A core challenge of evolutionary search is the need to balance between exploration of the search space and exploitation of highly fit regions. Quality-diversity search has explicitly walked this tightrope between a population's diversity and its quality. This paper extends a popular quality-diversity search algorithm, MAP-Elites, by treating the selection of parents as a multi-armed bandit problem. Using variations of the upper-confidence bound to select parents from under-explored but potentially rewarding areas of the search space can accelerate the discovery of new regions as well as improve its archive's total quality. The paper tests an indirect measure of quality for parent selection: the survival rate of a parent's offspring.
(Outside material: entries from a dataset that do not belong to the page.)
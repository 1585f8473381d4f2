pub mod alias_expr;
pub mod column_expr;
pub mod comparison_expr;
pub mod conjunction_expr;
pub mod literal_expr;
pub mod scalar;
pub mod scalar_function_expr;
pub mod subquery_expr;

use std::fmt;

use alias_expr::AliasExpr;
use column_expr::{ColumnExpr, UnresolvedColumnExpr};
use comparison_expr::{ComparisonExpr, ComparisonOperator};
use conjunction_expr::{ConjunctionExpr, ConjunctionOperator};
use literal_expr::LiteralExpr;
use scalar::{DataType, ScalarValue};
use scalar_function_expr::ScalarFunctionExpr;
use subquery_expr::SubqueryExpr;

use crate::logical::operator::LogicalOperator;

#[derive(Debug, Clone, PartialEq)]
pub enum Expression {
    Literal(LiteralExpr),
    UnresolvedColumn(UnresolvedColumnExpr),
    Column(ColumnExpr),
    Alias(AliasExpr),
    Comparison(ComparisonExpr),
    Conjunction(ConjunctionExpr),
    ScalarFunction(ScalarFunctionExpr),
    Subquery(SubqueryExpr),
}

impl Expression {
    /// If this expression and everything under it is bound.
    ///
    /// Subqueries are resolved once their entire inner plan is resolved.
    pub fn resolved(&self) -> bool {
        match self {
            Self::UnresolvedColumn(_) => false,
            Self::Subquery(subquery) => subquery.resolved(),
            other => other.children().into_iter().all(|child| child.resolved()),
        }
    }

    /// If this expression by itself may produce different results across
    /// evaluations. Children are not checked.
    pub fn is_non_deterministic(&self) -> bool {
        match self {
            Self::ScalarFunction(func) => func.non_deterministic,
            _ => false,
        }
    }

    pub fn datatype(&self) -> DataType {
        match self {
            Self::Literal(lit) => lit.literal.datatype(),
            Self::UnresolvedColumn(_) => DataType::Null,
            Self::Column(col) => col.datatype,
            Self::Alias(alias) => alias.expr.datatype(),
            Self::Comparison(_) | Self::Conjunction(_) => DataType::Boolean,
            Self::ScalarFunction(func) => func.return_type,
            Self::Subquery(subquery) => subquery
                .query
                .schema()
                .first()
                .map(|col| col.datatype)
                .unwrap_or(DataType::Null),
        }
    }

    /// Name of the column this expression produces when used in a select list.
    pub fn output_name(&self) -> String {
        match self {
            Self::Alias(alias) => alias.alias.clone(),
            Self::Column(col) => col.name.clone(),
            Self::UnresolvedColumn(col) => col.name.clone(),
            other => other.to_string(),
        }
    }

    /// Table the output column of this expression originates from, empty if
    /// it doesn't come directly from a table.
    pub fn output_source(&self) -> String {
        match self {
            Self::Column(col) => col.table.clone(),
            Self::UnresolvedColumn(col) => col.table.clone().unwrap_or_default(),
            _ => String::new(),
        }
    }

    /// Direct children of this expression.
    ///
    /// The plan inside a subquery is not an expression child.
    pub fn children(&self) -> Vec<&Expression> {
        match self {
            Self::Literal(_) | Self::UnresolvedColumn(_) | Self::Column(_) | Self::Subquery(_) => {
                Vec::new()
            }
            Self::Alias(alias) => vec![alias.expr.as_ref()],
            Self::Comparison(cmp) => vec![cmp.left.as_ref(), cmp.right.as_ref()],
            Self::Conjunction(conj) => conj.expressions.iter().collect(),
            Self::ScalarFunction(func) => func.inputs.iter().collect(),
        }
    }
}

impl fmt::Display for Expression {
    fn fmt(&self, f: &mut fmt::Formatter<'_>) -> fmt::Result {
        match self {
            Self::Literal(expr) => write!(f, "{expr}"),
            Self::UnresolvedColumn(expr) => write!(f, "{expr}"),
            Self::Column(expr) => write!(f, "{expr}"),
            Self::Alias(expr) => write!(f, "{expr}"),
            Self::Comparison(expr) => write!(f, "{expr}"),
            Self::Conjunction(expr) => write!(f, "{expr}"),
            Self::ScalarFunction(expr) => write!(f, "{expr}"),
            Self::Subquery(expr) => write!(f, "{expr}"),
        }
    }
}

pub fn lit(literal: impl Into<ScalarValue>) -> Expression {
    Expression::Literal(LiteralExpr {
        literal: literal.into(),
    })
}

/// Unqualified column reference.
pub fn col(name: impl Into<String>) -> Expression {
    Expression::UnresolvedColumn(UnresolvedColumnExpr {
        table: None,
        name: name.into(),
    })
}

/// Table qualified column reference.
pub fn qualified_col(table: impl Into<String>, name: impl Into<String>) -> Expression {
    Expression::UnresolvedColumn(UnresolvedColumnExpr {
        table: Some(table.into()),
        name: name.into(),
    })
}

/// Column already bound to a position in the row.
pub fn column(
    index: usize,
    table: impl Into<String>,
    name: impl Into<String>,
    datatype: DataType,
) -> Expression {
    Expression::Column(ColumnExpr::new(index, table, name, datatype))
}

pub fn alias(expr: Expression, alias: impl Into<String>) -> Expression {
    Expression::Alias(AliasExpr {
        expr: Box::new(expr),
        alias: alias.into(),
    })
}

pub fn compare(op: ComparisonOperator, left: Expression, right: Expression) -> Expression {
    Expression::Comparison(ComparisonExpr {
        left: Box::new(left),
        right: Box::new(right),
        op,
    })
}

pub fn eq(left: Expression, right: Expression) -> Expression {
    compare(ComparisonOperator::Eq, left, right)
}

pub fn and(exprs: impl IntoIterator<Item = Expression>) -> Expression {
    Expression::Conjunction(ConjunctionExpr {
        op: ConjunctionOperator::And,
        expressions: exprs.into_iter().collect(),
    })
}

pub fn or(exprs: impl IntoIterator<Item = Expression>) -> Expression {
    Expression::Conjunction(ConjunctionExpr {
        op: ConjunctionOperator::Or,
        expressions: exprs.into_iter().collect(),
    })
}

pub fn scalar_function(
    name: impl Into<String>,
    inputs: impl IntoIterator<Item = Expression>,
    return_type: DataType,
) -> Expression {
    Expression::ScalarFunction(ScalarFunctionExpr {
        name: name.into(),
        inputs: inputs.into_iter().collect(),
        return_type,
        non_deterministic: false,
    })
}

/// Function call whose result may change between evaluations.
pub fn volatile_function(
    name: impl Into<String>,
    inputs: impl IntoIterator<Item = Expression>,
    return_type: DataType,
) -> Expression {
    Expression::ScalarFunction(ScalarFunctionExpr {
        name: name.into(),
        inputs: inputs.into_iter().collect(),
        return_type,
        non_deterministic: true,
    })
}

pub fn subquery(query: LogicalOperator) -> Expression {
    Expression::Subquery(SubqueryExpr::new(query))
}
Results show that maintaining a balance between exploration and exploitation leads to the most diverse and high-quality set of solutions in three different testbeds.

Seeking quality diversity in evolutionary co-design of morphology and control of soft tensegrity modular robots

  • Enrico Zardini
  • Davide Zappetti
  • Davide Zambrano
  • Giovanni Iacca
  • Dario Floreano

Designing optimal soft modular robots is difficult, due to non-trivial interactions between morphology and controller. Evolutionary algorithms (EAs), combined with physical simulators, represent a valid tool to overcome this issue. In this work, we investigate algorithmic solutions to improve the Quality Diversity of co-evolved designs of Tensegrity Soft Modular Robots (TSMRs) for two robotic tasks, namely goal reaching and squeezing trough a narrow passage. To this aim, we use three different EAs, i.e., MAP-Elites and two custom algorithms: one based on Viability Evolution (ViE) and NEAT (ViE-NEAT), the other named Double Map MAP-Elites (DM-ME) and devised to seek diversity while co-evolving robot morphologies and neural network (NN)-based controllers. In detail, DM-ME extends MAP-Elites in that it uses two distinct feature maps, referring to morphologies and controllers respectively, and integrates a mechanism to automatically define the NN-related feature descriptor. Considering the fitness, in the goal-reaching task ViE-NEAT outperforms MAP-Elites and results equivalent to DM-ME. Instead, when considering diversity in terms of "illumination" of the feature space, DM-ME outperforms the other two algorithms on both tasks, providing a richer pool of possible robotic designs, whereas ViE-NEAT shows comparable performance to MAP-Elites on goal reaching, although it does not exploit any map.